- [Work order]
Every record that appears below should be transcribed exactly.

Records from a data source
%%

use crate::core::analysis::interactions::{AlignerConfig, PoseScope, all_plip_types};
use crate::core::utils::geometry::DEFAULT_BOX_PADDING;
use crate::engine::sequencer::DEFAULT_INTERVAL_MS;
use std::collections::HashSet;
use thiserror::Error;

#[derive(Debug, Error, PartialEq, Eq, Clone)]
pub enum ConfigError {
    #[error("Invalid value for parameter '{name}': {reason}")]
    InvalidParameter { name: &'static str, reason: String },
}

#[derive(Debug, Clone, PartialEq)]
pub struct AnalysisConfig {
    pub aligner: AlignerConfig,
    /// 0-based pose that RMSD values are measured against.
    pub reference_pose: Option<usize>,
    pub box_padding: f64,
    pub autoplay_interval_ms: u64,
}

impl Default for AnalysisConfig {
    fn default() -> Self {
        Self {
            aligner: AlignerConfig::default(),
            reference_pose: Some(0),
            box_padding: DEFAULT_BOX_PADDING,
            autoplay_interval_ms: DEFAULT_INTERVAL_MS,
        }
    }
}

#[derive(Default)]
pub struct AnalysisConfigBuilder {
    pose_scope: Option<PoseScope>,
    enabled_types: Option<HashSet<String>>,
    reference_pose: Option<Option<usize>>,
    box_padding: Option<f64>,
    autoplay_interval_ms: Option<u64>,
}

impl AnalysisConfigBuilder {
    pub fn new() -> Self {
        Self::default()
    }

    pub fn pose_scope(mut self, scope: PoseScope) -> Self {
        self.pose_scope = Some(scope);
        self
    }
    pub fn enabled_types<I, S>(mut self, types: I) -> Self
    where
        I: IntoIterator<Item = S>,
        S: Into<String>,
    {
        self.enabled_types = Some(types.into_iter().map(Into::into).collect());
        self
    }
    pub fn reference_pose(mut self, index: Option<usize>) -> Self {
        self.reference_pose = Some(index);
        self
    }
    pub fn box_padding(mut self, padding: f64) -> Self {
        self.box_padding = Some(padding);
        self
    }
    pub fn autoplay_interval_ms(mut self, ms: u64) -> Self {
        self.autoplay_interval_ms = Some(ms);
        self
    }

    /// Builds the config, filling unset values with defaults.
    ///
    /// # Errors
    ///
    /// Returns [`ConfigError::InvalidParameter`] for a negative or non-finite
    /// box padding, a zero autoplay interval, or a blank interaction type.
    pub fn build(self) -> Result<AnalysisConfig, ConfigError> {
        let defaults = AnalysisConfig::default();

        let box_padding = self.box_padding.unwrap_or(defaults.box_padding);
        if !box_padding.is_finite() || box_padding < 0.0 {
            return Err(ConfigError::InvalidParameter {
                name: "box_padding",
                reason: format!("expected a finite, non-negative distance, got {box_padding}"),
            });
        }

        let autoplay_interval_ms = self
            .autoplay_interval_ms
            .unwrap_or(defaults.autoplay_interval_ms);
        if autoplay_interval_ms == 0 {
            return Err(ConfigError::InvalidParameter {
                name: "autoplay_interval_ms",
                reason: "must be at least 1 ms".to_string(),
            });
        }

        let enabled_types = self.enabled_types.unwrap_or_else(all_plip_types);
        if enabled_types.iter().any(|t| t.trim().is_empty()) {
            return Err(ConfigError::InvalidParameter {
                name: "enabled_types",
                reason: "interaction type names must not be blank".to_string(),
            });
        }

        Ok(AnalysisConfig {
            aligner: AlignerConfig {
                scope: self.pose_scope.unwrap_or(defaults.aligner.scope),
                enabled_types,
            },
            reference_pose: self.reference_pose.unwrap_or(defaults.reference_pose),
            box_padding,
            autoplay_interval_ms,
        })
    }
}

%%

- [Written answer]
use crate::core::analysis::interactions::{AlignerConfig, PoseScope, all_plip_types};
use crate::core::utils::geometry::DEFAULT_BOX_PADDING;
use crate::engine::sequencer::DEFAULT_INTERVAL_MS;
use std::collections::HashSet;
use thiserror::Error;

#[derive(Debug, Error, PartialEq, Eq, Clone)]
pub enum ConfigError {
    #[error("Invalid value for parameter '{name}': {reason}")]
    InvalidParameter { name: &'static str, reason: String },
}

#[derive(Debug, Clone, PartialEq)]
pub struct AnalysisConfig {
    pub aligner: AlignerConfig,
    /// 0-based pose that RMSD values are measured against.
    pub reference_pose: Option<usize>,
    pub box_padding: f64,
    pub autoplay_interval_ms: u64,
}

impl Default for AnalysisConfig {
    fn default() -> Self {
        Self {
            aligner: AlignerConfig::default(),
            reference_pose: Some(0),
            box_padding: DEFAULT_BOX_PADDING,
            autoplay_interval_ms: DEFAULT_INTERVAL_MS,
        }
    }
}

#[derive(Default)]
pub struct AnalysisConfigBuilder {
    pose_scope: Option<PoseScope>,
    enabled_types: Option<HashSet<String>>,
    reference_pose: Option<Option<usize>>,
    box_padding: Option<f64>,
    autoplay_interval_ms: Option<u64>,
}

impl AnalysisConfigBuilder {
    pub fn new() -> Self {
        Self::default()
    }

    pub fn pose_scope(mut self, scope: PoseScope) -> Self {
        self.pose_scope = Some(scope);
        self
    }
    pub fn enabled_types<I, S>(mut self, types: I) -> Self
    where
        I: IntoIterator<Item = S>,
        S: Into<String>,
    {
        self.enabled_types = Some(types.into_iter().map(Into::into).collect());
        self
    }
    pub fn reference_pose(mut self, index: Option<usize>) -> Self {
        self.reference_pose = Some(index);
        self
    }
    pub fn box_padding(mut self, padding: f64) -> Self {
        self.box_padding = Some(padding);
        self
    }
    pub fn autoplay_interval_ms(mut self, ms: u64) -> Self {
        self.autoplay_interval_ms = Some(ms);
        self
    }

    /// Builds the config, filling unset values with defaults.
    ///
    /// # Errors
    ///
    /// Returns [`ConfigError::InvalidParameter`] for a negative or non-finite
    /// box padding, a zero autoplay interval, or a blank interaction type.
    pub fn build(self) -> Result<AnalysisConfig, ConfigError> {
        let defaults = AnalysisConfig::default();

        let box_padding = self.box_padding.unwrap_or(defaults.box_padding);
        if !box_padding.is_finite() || box_padding < 0.0 {
            return Err(ConfigError::InvalidParameter {
                name: "box_padding",
                reason: format!("expected a finite, non-negative distance, got {box_padding}"),
            });
        }

        let autoplay_interval_ms = self
            .autoplay_interval_ms
            .unwrap_or(defaults.autoplay_interval_ms);
        if autoplay_interval_ms == 0 {
            return Err(ConfigError::InvalidParameter {
                name: "autoplay_interval_ms",
                reason: "must be at least 1 ms".to_string(),
            });
        }

        let enabled_types = self.enabled_types.unwrap_or_else(all_plip_types);
        if enabled_types.iter().any(|t| t.trim().is_empty()) {
            return Err(ConfigError::InvalidParameter {
                name: "enabled_types",
                reason: "interaction type names must not be blank".to_string(),
            });
        }

        Ok(AnalysisConfig {
            aligner: AlignerConfig {
                scope: self.pose_scope.unwrap_or(defaults.aligner.scope),
                enabled_types,
            },
            reference_pose: self.reference_pose.unwrap_or(defaults.reference_pose),
            box_padding,
            autoplay_interval_ms,
        })
    }
}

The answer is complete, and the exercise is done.